Mind Reading. “My manager has probably lost faith in me because I haven’t landed the number of new clients that he expected this month.” Mind Reading is a very common thinking habit. You conclude that somehow you have an ESP-like understanding of what people are feeling and thinking about you. Even though you have no real evidence or proof that these people are having these thoughts or feelings about you, you just “feel” it, so you conclude it must be true.
Mental Filter. “Even though my performance review was positive across the board, my manager said I do need to improve my customer service skills when I am on the phone with clients. He must be disappointed in me.” This form of distorted thinking involves having tunnel vision when it comes to positives in your life. You can have ten positive things said about you or your performance, but you dwell only on the single negative comment, as if the positives count for nothing. (The example above also involves the mind reading distortion.)
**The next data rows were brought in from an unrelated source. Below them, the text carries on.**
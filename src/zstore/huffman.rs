//! Huffman codebook over the delta alphabet {0..=63, EOF}.
//!
//! Symbols are the leading-zero counts of XORs between adjacent sorted
//! values, plus one EOF marker per block. The codebook lives only in
//! memory next to the compressed bytes, so there is no canonical-form or
//! serialization concern; it just has to decode what it encoded.

use super::bits::{BitReader, BitWriter};

/// Leading-zero symbols 0..=63; EOF terminates a block.
pub const EOF_SYMBOL: u16 = 64;

const ALPHABET: usize = EOF_SYMBOL as usize + 1;

#[derive(Debug, Clone, Copy, Default)]
struct Code {
    bits: u64,
    len: u8,
}

#[derive(Debug, Clone, Copy)]
enum Node {
    Leaf(u16),
    Branch { zero: u16, one: u16 },
}

/// An encode table plus a decode tree for the fixed 65-symbol alphabet.
#[derive(Debug, Clone)]
pub struct Codebook {
    codes: [Code; ALPHABET],
    nodes: Vec<Node>,
    root: u16,
}

impl Codebook {
    /// Build from the observed counts of the 64 leading-zero symbols.
    ///
    /// Every symbol is weighted `count + 1` so all symbols, including EOF
    /// and never-seen deltas, receive a code; unambiguous decoding then
    /// never depends on which deltas happened to occur.
    pub fn from_counts(counts: &[u64; 64]) -> Self {
        let mut nodes: Vec<Node> = (0..ALPHABET as u16).map(Node::Leaf).collect();

        // (weight, node index); ties broken by index for determinism.
        let mut heap: std::collections::BinaryHeap<std::cmp::Reverse<(u64, u16)>> = (0..ALPHABET)
            .map(|s| {
                let w = counts.get(s).copied().unwrap_or(0) + 1;
                std::cmp::Reverse((w, s as u16))
            })
            .collect();

        let mut root = 0;
        while let Some(std::cmp::Reverse((wa, a))) = heap.pop() {
            let Some(std::cmp::Reverse((wb, b))) = heap.pop() else {
                root = a;
                break;
            };
            let idx = nodes.len() as u16;
            nodes.push(Node::Branch { zero: a, one: b });
            heap.push(std::cmp::Reverse((wa + wb, idx)));
        }

        let mut codes = [Code::default(); ALPHABET];
        assign_codes(&nodes, root, 0, 0, &mut codes);

        Self { codes, nodes, root }
    }

    /// Code length in bits for `sym`.
    pub fn symbol_len(&self, sym: u16) -> usize {
        self.codes[sym as usize].len as usize
    }

    pub fn encode(&self, w: &mut BitWriter, sym: u16) {
        let code = self.codes[sym as usize];
        w.write_bits(code.bits, u32::from(code.len));
    }

    /// Walk the tree one bit at a time; `None` if the stream runs dry
    /// before reaching a leaf.
    pub fn decode(&self, r: &mut BitReader<'_>) -> Option<u16> {
        let mut at = self.root;
        loop {
            match self.nodes[at as usize] {
                Node::Leaf(sym) => return Some(sym),
                Node::Branch { zero, one } => {
                    at = if r.read_bit()? { one } else { zero };
                }
            }
        }
    }
}

fn assign_codes(nodes: &[Node], at: u16, bits: u64, len: u8, codes: &mut [Code; ALPHABET]) {
    match nodes[at as usize] {
        Node::Leaf(sym) => {
            // 65 leaves guarantee at least one branch above every leaf.
            codes[sym as usize] = Code { bits, len };
        }
        Node::Branch { zero, one } => {
            assign_codes(nodes, zero, bits << 1, len + 1, codes);
            assign_codes(nodes, one, (bits << 1) | 1, len + 1, codes);
        }
    }
}
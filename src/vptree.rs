//! Vantage-point tree over Hamming distance.
//!
//! Hamming distance on `u64` is a true metric, so a VP-tree gives sound
//! triangle-inequality pruning: each node holds a vantage item and a
//! threshold; everything within the threshold lives in the left subtree,
//! everything beyond it in the right. Search keeps a bounded max-heap of
//! the k best candidates and only descends into the far side when the
//! current k-th best distance still permits a closer match there.

use std::collections::BinaryHeap;

use rand::{rngs::StdRng, Rng, SeedableRng};

use crate::hamming;

/// One indexed signature.
#[derive(Debug, Clone, Copy, PartialEq, Eq)]
pub struct Item {
    pub sig: u64,
    pub id: u64,
}

struct Node {
    item: Item,
    threshold: f64,
    left: Option<Box<Node>>,
    right: Option<Box<Node>>,
}

impl Node {
    fn is_leaf(&self) -> bool {
        self.left.is_none() && self.right.is_none()
    }
}

/// Max-heap entry; `BinaryHeap` keeps the worst candidate on top so it can
/// be evicted in O(log k).
struct Candidate {
    dist: f64,
    item: Item,
}

impl PartialEq for Candidate {
    fn eq(&self, other: &Self) -> bool {
        self.dist == other.dist
    }
}

impl Eq for Candidate {}

impl PartialOrd for Candidate {
    fn partial_cmp(&self, other: &Self) -> Option<std::cmp::Ordering> {
        Some(self.cmp(other))
    }
}

impl Ord for Candidate {
    fn cmp(&self, other: &Self) -> std::cmp::Ordering {
        self.dist.total_cmp(&other.dist)
    }
}

/// A vantage-point tree, built once over the full item set and read-only
/// afterwards.
pub struct VpTree {
    root: Option<Box<Node>>,
}

impl VpTree {
    /// Build with the default pivot seed. Rebuilds over the same items
    /// produce the same tree.
    pub fn new(items: Vec<Item>) -> Self {
        Self::with_seed(items, 0x5153_7472_6565)
    }

    /// Build with an explicit pivot seed.
    pub fn with_seed(items: Vec<Item>, seed: u64) -> Self {
        let mut rng = StdRng::seed_from_u64(seed);
        Self { root: build(items, &mut rng) }
    }

    /// The up-to-k nearest neighbours of `target` and their distances, both
    /// ascending by distance. `k == 0` and an empty tree both yield empty
    /// arrays.
    pub fn search(&self, target: u64, k: usize) -> (Vec<Item>, Vec<f64>) {
        if k == 0 {
            return (Vec::new(), Vec::new());
        }

        let mut heap = BinaryHeap::with_capacity(k + 1);
        let mut tau = f64::INFINITY;
        visit(self.root.as_deref(), target, k, &mut tau, &mut heap);

        // The heap pops worst-first; reverse into nearest-first.
        let mut items = Vec::with_capacity(heap.len());
        let mut dists = Vec::with_capacity(heap.len());
        while let Some(c) = heap.pop() {
            items.push(c.item);
            dists.push(c.dist);
        }
        items.reverse();
        dists.reverse();
        (items, dists)
    }

    pub fn is_empty(&self) -> bool {
        self.root.is_none()
    }
}

fn build(mut items: Vec<Item>, rng: &mut StdRng) -> Option<Box<Node>> {
    if items.is_empty() {
        return None;
    }

    let vantage = items.swap_remove(rng.gen_range(0..items.len()));

    if items.is_empty() {
        return Some(Box::new(Node { item: vantage, threshold: 0.0, left: None, right: None }));
    }

    // Partition the remainder around the distance of the element at the
    // midpoint: move it out of the way, sweep everything at most as close
    // to the front, then drop it back at the boundary. Left gets the
    // within-threshold half, right the rest.
    let last = items.len() - 1;
    let median = items.len() / 2;
    let pivot_dist = hamming::distance_f64(items[median].sig, vantage.sig);
    items.swap(median, last);

    let mut boundary = 0;
    for i in 0..last {
        if hamming::distance_f64(items[i].sig, vantage.sig) <= pivot_dist {
            items.swap(boundary, i);
            boundary += 1;
        }
    }
    items.swap(last, boundary);

    let threshold = hamming::distance_f64(items[boundary].sig, vantage.sig);
    let right_items = items.split_off(boundary);
    let left = build(items, rng);
    let right = build(right_items, rng);

    Some(Box::new(Node { item: vantage, threshold, left, right }))
}

fn visit(
    node: Option<&Node>,
    target: u64,
    k: usize,
    tau: &mut f64,
    heap: &mut BinaryHeap<Candidate>,
) {
    let Some(n) = node else { return };

    let dist = hamming::distance_f64(n.item.sig, target);
    if dist < *tau {
        if heap.len() == k {
            heap.pop();
        }
        heap.push(Candidate { dist, item: n.item });
        if heap.len() == k {
            if let Some(worst) = heap.peek() {
                *tau = worst.dist;
            }
        }
    }

    if n.is_leaf() {
        return;
    }

    // Nearer side first; the far side only if the k-th best distance still
    // reaches across the threshold.
    if dist < n.threshold {
        if dist - *tau <= n.threshold {
            visit(n.left.as_deref(), target, k, tau, heap);
        }
        if dist + *tau >= n.threshold {
            visit(n.right.as_deref(), target, k, tau, heap);
        }
    } else {
        if dist + *tau >= n.threshold {
            visit(n.right.as_deref(), target, k, tau, heap);
        }
        if dist - *tau <= n.threshold {
            visit(n.left.as_deref(), target, k, tau, heap);
        }
    }
}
Magnification. “ I must be a terrible advisor because the product I recommended for my client lost seven per cent of its value in a week. I made a huge mistake, I feel awful and I wouldn’t blame the client if he is disgusted. I wouldn’t be surprised if he takes his business elsewhere.” In this kind of distorted thinking habit, you blow things out of perspective and dramatically intensify what is actually happening. You use dramatic descriptions, such as terrible, awful, huge and disgusted to describe situations and outcomes that are rarely that critical.
Catastrophising or Fortune-Telling.
“What if I continue to get turned down in my cold calling? I will fail as an advisor, and since I don’t have another career I’d like to pursue, I’ll become a failure as a husband and provider for my family.” Fortune-telling is predicting dramatically negative things happening, as if you have absolutely no control over them and your fate is sealed. A clue to this habit is the use of “what ifs” You take a situation, such as a week full of rejections from your cold calls, and blow this out of proportion by assuming that a disastrous outcome is on its way. You come to expect a catastrophic outcome, as if you have a crystal ball to look into the future and you usually expect that the outcome will be negative.